A second call for research proposals on the treatment and management of long Covid has been launched by the National Institute for Health Research (NIHR).
The Institute will award up to £20m to research on treatments, health services and diagnostics for people with long Covid who have not been unwell enough to be admitted to hospital.
It is seeking proposals on four key areas, including pharmaceutical treatments and non-pharmaceutical therapies, treatment pathways and service management for health, community, and social care services, and on diagnostic tests for the condition.
The Institute will also consider proposals on ‘other topics’ to help people with long Covid.
This comes after the NIHR and UK Research and Innovation announced four new studies in February to better understand and address the longer-term effects of Covid on physical and mental health, while two other projects on post-Covid rehabilitation were funded in December.
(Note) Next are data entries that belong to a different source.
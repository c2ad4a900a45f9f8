//! FILENAME: app/report-service/src/logging.rs
// PURPOSE: Unified logging for the report service and the engine's `log` output.

use std::fs::{File, OpenOptions};
use std::io::Write;
use std::path::{Path, PathBuf};
use std::sync::atomic::{AtomicU64, Ordering};
use std::sync::Mutex;

use log::{Level, LevelFilter, Metadata, Record};
use once_cell::sync::Lazy;

// ============================================================================
// UNIFIED LOGGING SYSTEM
// ============================================================================

/// Global sequence counter, shared by every log line
static LOG_SEQ: AtomicU64 = AtomicU64::new(0);

/// Global log file handle
pub static LOG_FILE: Lazy<Mutex<Option<File>>> = Lazy::new(|| Mutex::new(None));

/// Get next sequence number
pub fn next_seq() -> u64 {
    LOG_SEQ.fetch_add(1, Ordering::SeqCst) + 1
}

/// Opens (truncating) the unified log file
pub fn init_log_file(path: &Path) -> Result<PathBuf, String> {
    if let Some(dir) = path.parent() {
        if !dir.as_os_str().is_empty() && !dir.exists() {
            std::fs::create_dir_all(dir)
                .map_err(|e| format!("Failed to create log dir at {:?}: {}", dir, e))?;
        }
    }

    let file = OpenOptions::new()
        .write(true)
        .create(true)
        .truncate(true)
        .open(path)
        .map_err(|e| format!("Failed to create log file {:?}: {}", path, e))?;

    let mut log_file = LOG_FILE.lock().map_err(|e| format!("Lock error: {}", e))?;
    *log_file = Some(file);

    Ok(path.to_path_buf())
}

/// Formats one log line in unified format
pub fn format_line(seq: u64, level: &str, category: &str, message: &str) -> String {
    format!("{}|{}|{}|{}", seq, level, category, message)
}

/// Write a log line in unified format
pub fn write_log(level: &str, category: &str, message: &str) {
    let line = format_line(next_seq(), level, category, message);

    if let Ok(mut guard) = LOG_FILE.lock() {
        if let Some(ref mut file) = *guard {
            if let Err(e) = writeln!(file, "{}", line) {
                eprintln!("[LOG_ERROR] Failed to write: {}", e);
            }
            let _ = file.flush();
        }
    }

    println!("{}", line);
}

/// Write an ENTER log line for function entry
pub fn write_log_enter(level: &str, category: &str, func_name: &str, params: &str) {
    let message = if params.is_empty() {
        format!("ENTER {}", func_name)
    } else {
        format!("ENTER {} {}", func_name, params)
    };
    write_log(level, category, &message);
}

/// Write an EXIT log line for function exit
pub fn write_log_exit(level: &str, category: &str, func_name: &str, result: &str) {
    let message = if result.is_empty() {
        format!("EXIT {}", func_name)
    } else {
        format!("EXIT {} {}", func_name, result)
    };
    write_log(level, category, &message);
}

// ============================================================================
// `log` FACADE BACKEND
// ============================================================================

/// Routes records from the `log` facade (engine targets included) into the
/// unified format. The record target becomes the category.
struct UnifiedLogger;

static LOGGER: UnifiedLogger = UnifiedLogger;

fn level_code(level: Level) -> &'static str {
    match level {
        Level::Error => "E",
        Level::Warn => "W",
        Level::Info => "I",
        Level::Debug => "D",
        Level::Trace => "T",
    }
}

impl log::Log for UnifiedLogger {
    fn enabled(&self, metadata: &Metadata) -> bool {
        metadata.level() <= log::max_level()
    }

    fn log(&self, record: &Record) {
        if self.enabled(record.metadata()) {
            write_log(
                level_code(record.level()),
                record.target(),
                &record.args().to_string(),
            );
        }
    }

    fn flush(&self) {
        if let Ok(mut guard) = LOG_FILE.lock() {
            if let Some(ref mut file) = *guard {
                let _ = file.flush();
            }
        }
    }
}

/// Installs the unified logger. Opens `log_file` when given.
/// Installing twice is harmless; the first logger stays.
pub fn init_logging(log_file: Option<&Path>, level: LevelFilter) -> Result<(), String> {
    if let Some(path) = log_file {
        init_log_file(path)?;
    }

    if log::set_logger(&LOGGER).is_ok() {
        log::set_max_level(level);
    }
    Ok(())
}

// ============================================================================
// MACRO DEFINITIONS & EXPORTS
// ============================================================================

#[macro_export]
macro_rules! log_debug {
    ($cat:expr, $($arg:tt)*) => {
        $crate::logging::write_log("D", $cat, &format!($($arg)*))
    };
}

#[macro_export]
macro_rules! log_info {
    ($cat:expr, $($arg:tt)*) => {
        $crate::logging::write_log("I", $cat, &format!($($arg)*))
    };
}

#[macro_export]
macro_rules! log_warn {
    ($cat:expr, $($arg:tt)*) => {
        $crate::logging::write_log("W", $cat, &format!($($arg)*))
    };
}

#[macro_export]
macro_rules! log_error {
    ($cat:expr, $($arg:tt)*) => {
        $crate::logging::write_log("E", $cat, &format!($($arg)*))
    };
}

// ENTER/EXIT macros for function tracing

#[macro_export]
macro_rules! log_enter {
    ($cat:expr, $func:expr) => {
        $crate::logging::write_log_enter("D", $cat, $func, "")
    };
    ($cat:expr, $func:expr, $($arg:tt)*) => {
        $crate::logging::write_log_enter("D", $cat, $func, &format!($($arg)*))
    };
}

#[macro_export]
macro_rules! log_exit {
    ($cat:expr, $func:expr) => {
        $crate::logging::write_log_exit("D", $cat, $func, "")
    };
    ($cat:expr, $func:expr, $($arg:tt)*) => {
        $crate::logging::write_log_exit("D", $cat, $func, &format!($($arg)*))
    };
}

pub use log_debug;
pub use log_enter;
pub use log_error;
pub use log_exit;
pub use log_info;
pub use log_warn;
Earlier this month, an evidence review published by the Institute found at least one in 10 patients experience ongoing symptoms three months after Covid-19 infection.
It also found that around 20-30% of people who had the virus but were not admitted to hospital experience at least one enduring symptom around one month later.
The latest research call will fund projects designed to deliver ‘rapid tangible outcomes’, which can last up to two years in length and will be expected to start in June or July, the NIHR said.
Proposals on therapies and interventions, and on management and evaluation of services, should be submitted by 22 April. The deadline for proposals on diagnostics, and on other topics to help and support people with long Covid is 12 May.
Last November, NHS England announced plans to launch more than 40 long Covid clinics to support the thousands of people experiencing long-term symptoms from the virus.
A taskforce involving charities, researchers and clinicians was also established to help manage the NHS’ approach long Covid and improve wider understanding of the condition.